---
title: "Example 1: Using SEAGLE with .txt Input Files"
output: rmarkdown::html_vignette
vignette: >
  %\VignetteIndexEntry{example1}
  %\VignetteEngine{knitr::rmarkdown}
  %\VignetteEncoding{UTF-8}
---

This tutorial demonstrates how to use the `SEAGLE` package when the user inputs ${\bf y}$, ${\bf X}$, ${\bf E}$, and ${\bf G}$ from .txt files.  We'll begin by loading the `SEAGLE` package.

```{r, include = FALSE}
knitr::opts_chunk$set(
  collapse = TRUE,
  comment = "#>"
)
```

```{r setup}
library(SEAGLE)
```

If you have your own files ready to read in for ${\bf y}$, ${\bf X}$, ${\bf E}$, and ${\bf G}$, you can read them into R using the `read.csv()` command.

As an example, we've included `y.txt`, `X.txt`, `E.txt`, and `G.txt` files in the `extdata` folder of this package.  The following code loads those files into R so we can use them in this tutorial.

```{r}
y_loc <- system.file("extdata", "y.txt", package = "SEAGLE")
y <- as.numeric(unlist(read.csv(y_loc)))

X_loc <- system.file("extdata", "X.txt", package = "SEAGLE")
X <- as.matrix(read.csv(X_loc))

E_loc <- system.file("extdata", "E.txt", package = "SEAGLE")
E <- as.numeric(unlist(read.csv(E_loc)))

G_loc <- system.file("extdata", "G.txt", package = "SEAGLE")
G <- as.matrix(read.csv(G_loc))
```

Now we can input ${\bf y}$, ${\bf X}$, ${\bf E}$, and ${\bf G}$ into the `prep.SEAGLE` function.  The `intercept = 1` parameter indicates that the first column of ${\bf X}$ is the all ones vector for the intercept.

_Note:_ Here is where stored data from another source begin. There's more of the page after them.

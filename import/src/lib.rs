//! Quest pack import: reading, id resolution and merging.
//!
//! The pieces can be used one by one or through [`Importer`]:
//!
//! 1. [`TreeParser`] turns text into a [`RawValue`](questpack_core::RawValue).
//! 2. [`questpack_validate::validate_pack_tree`] reports issues.
//! 3. [`PackReader`] coerces the tree into an [`ImportedPack`].
//! 4. [`MergeEngine`] merges the pack into a copy of a
//!    [`Project`](questpack_core::Project) under the configured
//!    [`ConflictPolicy`] values.
//!
//! # Example
//!
//! ```
//! use questpack_core::{KindRegistry, Project};
//! use questpack_import::{ImportConfig, Importer};
//!
//! let text = r#"{
//!     "id": "starter", "title": "Starter",
//!     "chapters": [{
//!         "id": "intro", "title": "Intro", "icon": "minecraft:book", "background": "textures/intro.png",
//!         "quests": [{
//!             "id": "welcome", "title": "Welcome", "icon": "minecraft:apple",
//!             "tasks": [{"type": "checkmark"}], "rewards": []
//!         }]
//!     }]
//! }"#;
//!
//! let importer = Importer::new(KindRegistry::standard(), ImportConfig::default());
//! let report = importer.import(text, &Project::empty()).unwrap();
//!
//! assert_eq!(report.outcome.summary.added_chapters, vec!["intro"]);
//! assert!(report.outcome.project.find_quest("welcome").is_some());
//! ```

mod assets;
mod config;
mod error;
mod ids;
mod merge;
mod pack;
mod parse;
mod pipeline;
mod reader;

pub use assets::{asset_relative_path, copy_assets};
pub use config::{AssetConfig, ImportConfig};
pub use error::{ConfigError, ImportError, MergeError, ParseError, ReadError};
pub use ids::{ConflictPolicy, IdResolver, Resolution, ResolutionOutcome, hashed_id};
pub use merge::{MergeEngine, MergeOptions, MergeOutcome, MergeSummary};
pub use pack::{
    ImportedChapter, ImportedChapterGroup, ImportedDependency, ImportedLootTable, ImportedPack,
    ImportedQuest, ImportedReward, ImportedTask,
};
pub use parse::{JsonTreeParser, TreeParser};
pub use pipeline::{ImportCheck, ImportReport, Importer};
pub use reader::{PackReader, fresh_id};
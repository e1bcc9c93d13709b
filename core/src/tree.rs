//! Schema-less document tree.
//!
//! [`RawValue`] is what the text parser hands to the validators and the pack
//! reader. It carries no schema information: every shape check happens in
//! the validation layer.

use indexmap::IndexMap;
use serde::{Deserialize, Serialize};

/// Ordered key/value properties of a compound value.
pub type PropertyMap = IndexMap<String, RawValue>;

const I64_MIN_F: f64 = i64::MIN as f64;
const I64_END_F: f64 = 9_223_372_036_854_775_808.0;

/// A parsed value: scalar, ordered list, or ordered compound.
///
/// # Examples
///
/// ```
/// use questpack_core::RawValue;
///
/// let value = RawValue::from(serde_json::json!({"id": 42, "title": "Intro"}));
/// assert_eq!(value.get("id").and_then(RawValue::as_id).as_deref(), Some("42"));
/// assert_eq!(value.get("title").unwrap().kind_name(), "string");
/// ```
#[derive(Debug, Clone, PartialEq, Serialize, Deserialize, Default)]
#[serde(untagged)]
pub enum RawValue {
    #[default]
    Null,
    Bool(bool),
    Int(i64),
    Float(f64),
    String(String),
    List(Vec<RawValue>),
    Compound(PropertyMap),
}

impl RawValue {
    /// Human-readable kind used in validation messages.
    pub fn kind_name(&self) -> &'static str {
        match self {
            Self::Null => "null",
            Self::Bool(_) => "boolean",
            Self::Int(_) | Self::Float(_) => "number",
            Self::String(_) => "string",
            Self::List(_) => "list",
            Self::Compound(_) => "object",
        }
    }

    pub fn is_null(&self) -> bool {
        matches!(self, Self::Null)
    }

    pub fn is_number(&self) -> bool {
        matches!(self, Self::Int(_) | Self::Float(_))
    }

    pub fn as_str(&self) -> Option<&str> {
        match self {
            Self::String(s) => Some(s),
            _ => None,
        }
    }

    pub fn as_bool(&self) -> Option<bool> {
        match self {
            Self::Bool(b) => Some(*b),
            _ => None,
        }
    }

    pub fn as_i64(&self) -> Option<i64> {
        match self {
            Self::Int(i) => Some(*i),
            // -2^63 is exact as f64; 2^63 is the first value past i64::MAX.
            Self::Float(f) if f.fract() == 0.0 && (I64_MIN_F..I64_END_F).contains(f) => {
                Some(*f as i64)
            }
            _ => None,
        }
    }

    pub fn as_f64(&self) -> Option<f64> {
        match self {
            Self::Int(i) => Some(*i as f64),
            Self::Float(f) => Some(*f),
            _ => None,
        }
    }

    pub fn as_list(&self) -> Option<&[RawValue]> {
        match self {
            Self::List(items) => Some(items),
            _ => None,
        }
    }

    pub fn as_compound(&self) -> Option<&PropertyMap> {
        match self {
            Self::Compound(map) => Some(map),
            _ => None,
        }
    }

    /// Looks up a property when this value is a compound.
    pub fn get(&self, key: &str) -> Option<&RawValue> {
        self.as_compound().and_then(|map| map.get(key))
    }

    /// Normalizes an identifier value.
    ///
    /// Strings are returned as-is and whole numbers in their decimal form;
    /// every other kind yields `None`.
    ///
    /// # Examples
    ///
    /// ```
    /// use questpack_core::RawValue;
    ///
    /// assert_eq!(RawValue::Int(7).as_id().as_deref(), Some("7"));
    /// assert_eq!(RawValue::from("intro").as_id().as_deref(), Some("intro"));
    /// assert_eq!(RawValue::Bool(true).as_id(), None);
    /// ```
    pub fn as_id(&self) -> Option<String> {
        match self {
            Self::String(s) => Some(s.clone()),
            Self::Int(i) => Some(i.to_string()),
            Self::Float(_) => self.as_i64().map(|i| i.to_string()),
            _ => None,
        }
    }

    /// Renders any value as display text.
    ///
    /// Scalars use their natural form; lists and compounds fall back to JSON.
    pub fn to_display_string(&self) -> String {
        match self {
            Self::Null => String::new(),
            Self::Bool(b) => b.to_string(),
            Self::Int(i) => i.to_string(),
            Self::Float(f) => f.to_string(),
            Self::String(s) => s.clone(),
            Self::List(_) | Self::Compound(_) => serde_json::to_string(self).unwrap_or_default(),
        }
    }
}

impl From<serde_json::Value> for RawValue {
    fn from(value: serde_json::Value) -> Self {
        match value {
            serde_json::Value::Null => Self::Null,
            serde_json::Value::Bool(b) => Self::Bool(b),
            serde_json::Value::Number(n) => match n.as_i64() {
                Some(i) => Self::Int(i),
                None => n.as_f64().map_or(Self::Null, Self::Float),
            },
            serde_json::Value::String(s) => Self::String(s),
            serde_json::Value::Array(items) => {
                Self::List(items.into_iter().map(Self::from).collect())
            }
            serde_json::Value::Object(map) => Self::Compound(
                map.into_iter()
                    .map(|(key, value)| (key, Self::from(value)))
                    .collect(),
            ),
        }
    }
}

impl From<&str> for RawValue {
    fn from(value: &str) -> Self {
        Self::String(value.to_string())
    }
}

impl From<String> for RawValue {
    fn from(value: String) -> Self {
        Self::String(value)
    }
}

impl From<i64> for RawValue {
    fn from(value: i64) -> Self {
        Self::Int(value)
    }
}

impl From<bool> for RawValue {
    fn from(value: bool) -> Self {
        Self::Bool(value)
    }
}
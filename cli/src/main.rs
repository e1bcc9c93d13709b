use std::fs;
use std::path::{Path, PathBuf};

use clap::{Args, Parser, Subcommand};
use questpack_core::{KindRegistry, Project, ValidationIssue, error_count};
use questpack_import::{ConflictPolicy, ImportConfig, ImportError, Importer, MergeSummary};
use tracing::debug;
use tracing_subscriber::EnvFilter;

/// CLI-specific conflict policy enum with clap argument parsing support.
#[derive(Debug, Clone, Copy, clap::ValueEnum)]
enum CliConflictPolicy {
    Skip,
    MergeById,
    Rename,
    NewIds,
}

impl From<CliConflictPolicy> for ConflictPolicy {
    fn from(policy: CliConflictPolicy) -> Self {
        match policy {
            CliConflictPolicy::Skip => Self::Skip,
            CliConflictPolicy::MergeById => Self::MergeById,
            CliConflictPolicy::Rename => Self::Rename,
            CliConflictPolicy::NewIds => Self::NewIds,
        }
    }
}

#[derive(Debug, Clone, Copy, clap::ValueEnum)]
enum CliOutputFormat {
    Json,
    Yaml,
}

#[derive(Debug, Parser)]
#[command(name = "questpack")]
#[command(about = "Validate, inspect and merge quest packs")]
struct Cli {
    /// Log debug output to stderr (overrides RUST_LOG).
    #[arg(long, global = true)]
    verbose: bool,
    #[command(subcommand)]
    command: Command,
}

#[derive(Debug, Subcommand)]
enum Command {
    /// Validate one or more pack JSON files.
    Validate(ValidateArgs),
    /// Print the typed view of a pack.
    Inspect(InspectArgs),
    /// Merge a pack into a project JSON file.
    Merge(MergeArgs),
}

#[derive(Debug, Args)]
struct ValidateArgs {
    /// Pack JSON files.
    #[arg(required = true)]
    inputs: Vec<PathBuf>,
    /// Fail on warnings as well as errors.
    #[arg(long)]
    strict: bool,
}

#[derive(Debug, Args)]
struct InspectArgs {
    /// Pack JSON file.
    input: PathBuf,
    /// Output format.
    #[arg(long, default_value = "json")]
    format: CliOutputFormat,
}

#[derive(Debug, Args)]
struct MergeArgs {
    /// Existing project JSON file.
    #[arg(long)]
    project: PathBuf,
    /// Pack JSON file to import.
    #[arg(long)]
    pack: PathBuf,
    /// Import configuration YAML file.
    #[arg(long)]
    config: Option<PathBuf>,
    /// Override the chapter conflict policy.
    #[arg(long)]
    chapter_policy: Option<CliConflictPolicy>,
    /// Override the quest conflict policy.
    #[arg(long)]
    quest_policy: Option<CliConflictPolicy>,
    /// Group receiving newly added chapters.
    #[arg(long)]
    target_group: Option<String>,
    /// Merge even when validation reports errors.
    #[arg(long)]
    allow_errors: bool,
    /// Output path for the merged project (default: stdout).
    #[arg(long)]
    output: Option<PathBuf>,
    /// Output path for the merge summary JSON.
    #[arg(long)]
    summary: Option<PathBuf>,
}

fn main() {
    let cli = Cli::parse();
    init_tracing(cli.verbose);

    let result = match cli.command {
        Command::Validate(args) => run_validate(args),
        Command::Inspect(args) => run_inspect(args),
        Command::Merge(args) => run_merge(args),
    };

    if let Err(err) = result {
        eprintln!("error: {err}");
        std::process::exit(1);
    }
}

fn init_tracing(verbose: bool) {
    let filter = if verbose {
        EnvFilter::new("debug")
    } else {
        EnvFilter::try_from_default_env().unwrap_or_else(|_| EnvFilter::new("warn"))
    };
    tracing_subscriber::fmt()
        .with_env_filter(filter)
        .with_writer(std::io::stderr)
        .with_target(false)
        .init();
}

fn importer(config: ImportConfig) -> Importer {
    Importer::new(KindRegistry::standard(), config)
}

fn read_text(path: &Path) -> Result<String, String> {
    fs::read_to_string(path).map_err(|e| format!("failed to read {}: {e}", path.display()))
}

fn print_issues(source: &Path, issues: &[ValidationIssue]) {
    for issue in issues {
        println!("{}: {issue}", source.display());
    }
}

/// Same as [`print_issues`] but on stderr, for commands whose stdout is data.
fn eprint_issues(source: &Path, issues: &[ValidationIssue]) {
    for issue in issues {
        eprintln!("{}: {issue}", source.display());
    }
}

fn run_validate(args: ValidateArgs) -> Result<(), String> {
    let importer = importer(ImportConfig::default());
    let mut failed = 0usize;

    for input in &args.inputs {
        let text = read_text(input)?;
        let check = importer.check(&text);
        print_issues(input, &check.issues);

        let errors = error_count(&check.issues);
        let warnings = check.issues.len() - errors;
        debug!(file = %input.display(), errors, warnings, "validated pack");
        if errors > 0 || (args.strict && warnings > 0) {
            failed += 1;
        }
    }

    if failed > 0 {
        return Err(format!(
            "{failed} of {} pack file(s) failed validation",
            args.inputs.len()
        ));
    }
    println!("Validated {} pack file(s).", args.inputs.len());
    Ok(())
}

fn run_inspect(args: InspectArgs) -> Result<(), String> {
    let text = read_text(&args.input)?;
    let check = importer(ImportConfig::default()).check(&text);
    let Some(pack) = check.pack else {
        print_issues(&args.input, &check.issues);
        return Err(format!("{} is not a readable pack", args.input.display()));
    };

    let rendered = match args.format {
        CliOutputFormat::Json => serde_json::to_string_pretty(&pack).map_err(|e| e.to_string())?,
        CliOutputFormat::Yaml => serde_yaml::to_string(&pack).map_err(|e| e.to_string())?,
    };
    println!("{rendered}");
    Ok(())
}

fn run_merge(args: MergeArgs) -> Result<(), String> {
    let mut config = match &args.config {
        Some(path) => ImportConfig::load(path)
            .map_err(|e| format!("failed to load config {}: {e}", path.display()))?,
        None => ImportConfig::default(),
    };
    if let Some(policy) = args.chapter_policy {
        config.chapter_policy = policy.into();
    }
    if let Some(policy) = args.quest_policy {
        config.quest_policy = policy.into();
    }
    if args.target_group.is_some() {
        config.target_group_id = args.target_group.clone();
    }
    config.allow_errors |= args.allow_errors;

    let project_text = read_text(&args.project)?;
    let project: Project = serde_json::from_str(&project_text)
        .map_err(|e| format!("invalid project {}: {e}", args.project.display()))?;
    let pack_text = read_text(&args.pack)?;

    let report = match importer(config).import(&pack_text, &project) {
        Ok(report) => report,
        Err(ImportError::Blocked { error_count, issues }) => {
            eprint_issues(&args.pack, &issues);
            return Err(format!(
                "{} has {error_count} validation error(s); rerun with --allow-errors to merge anyway",
                args.pack.display()
            ));
        }
        Err(e) => return Err(e.to_string()),
    };

    eprint_issues(&args.pack, &report.issues);
    for warning in &report.pack_warnings {
        eprintln!("warning: {warning}");
    }
    print_summary(&report.outcome.summary);

    let merged =
        serde_json::to_string_pretty(&report.outcome.project).map_err(|e| e.to_string())?;
    match &args.output {
        Some(path) => fs::write(path, merged)
            .map_err(|e| format!("failed to write {}: {e}", path.display()))?,
        None => println!("{merged}"),
    }

    if let Some(path) = &args.summary {
        let summary =
            serde_json::to_string_pretty(&report.outcome.summary).map_err(|e| e.to_string())?;
        fs::write(path, summary).map_err(|e| format!("failed to write {}: {e}", path.display()))?;
    }
    Ok(())
}

fn print_summary(summary: &MergeSummary) {
    eprintln!(
        "Chapters: {} added, {} merged, {} skipped",
        summary.added_chapters.len(),
        summary.merged_chapters.len(),
        summary.skipped_chapters.len()
    );
    eprintln!(
        "Quests: {} added, {} merged, {} skipped",
        summary.added_quests.len(),
        summary.merged_quests.len(),
        summary.skipped_quests.len()
    );
    for renamed in &summary.renamed_ids {
        eprintln!("renamed: {renamed}");
    }
    for warning in summary.warnings.iter().chain(&summary.asset_warnings) {
        eprintln!("warning: {warning}");
    }
}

This preparation procedure formats the input data for the `SEAGLE` function by checking the dimensions of the input data.  It also pre-computes a QR decomposition for $\widetilde{\bf X} = \begin{pmatrix} {\bf 1}_{n} & {\bf X} & {\bf E} \end{pmatrix}$, where ${\bf 1}_{n}$ denotes the all ones vector of length $n$.

```{r}
objSEAGLE <- prep.SEAGLE(y=as.matrix(y), X=X, intercept=1, E=E, G=G)
```

Finally, we'll input the prepared data into the `SEAGLE` function to compute the score-like test statistic $T$ and its corresponding p-value.  The `init.tau` and `init.sigma` parameters are the initial values for $\tau$ and $\sigma$ employed in the REML EM algorithm.

```{r}
res <- SEAGLE(objSEAGLE, init.tau=0.5, init.sigma=0.5)
res$T
res$pv
```

The score-like test statistic $T$ for the G$\times$E effect and its corresponding p-value can be found in `res$T` and `res$pv`, respectively.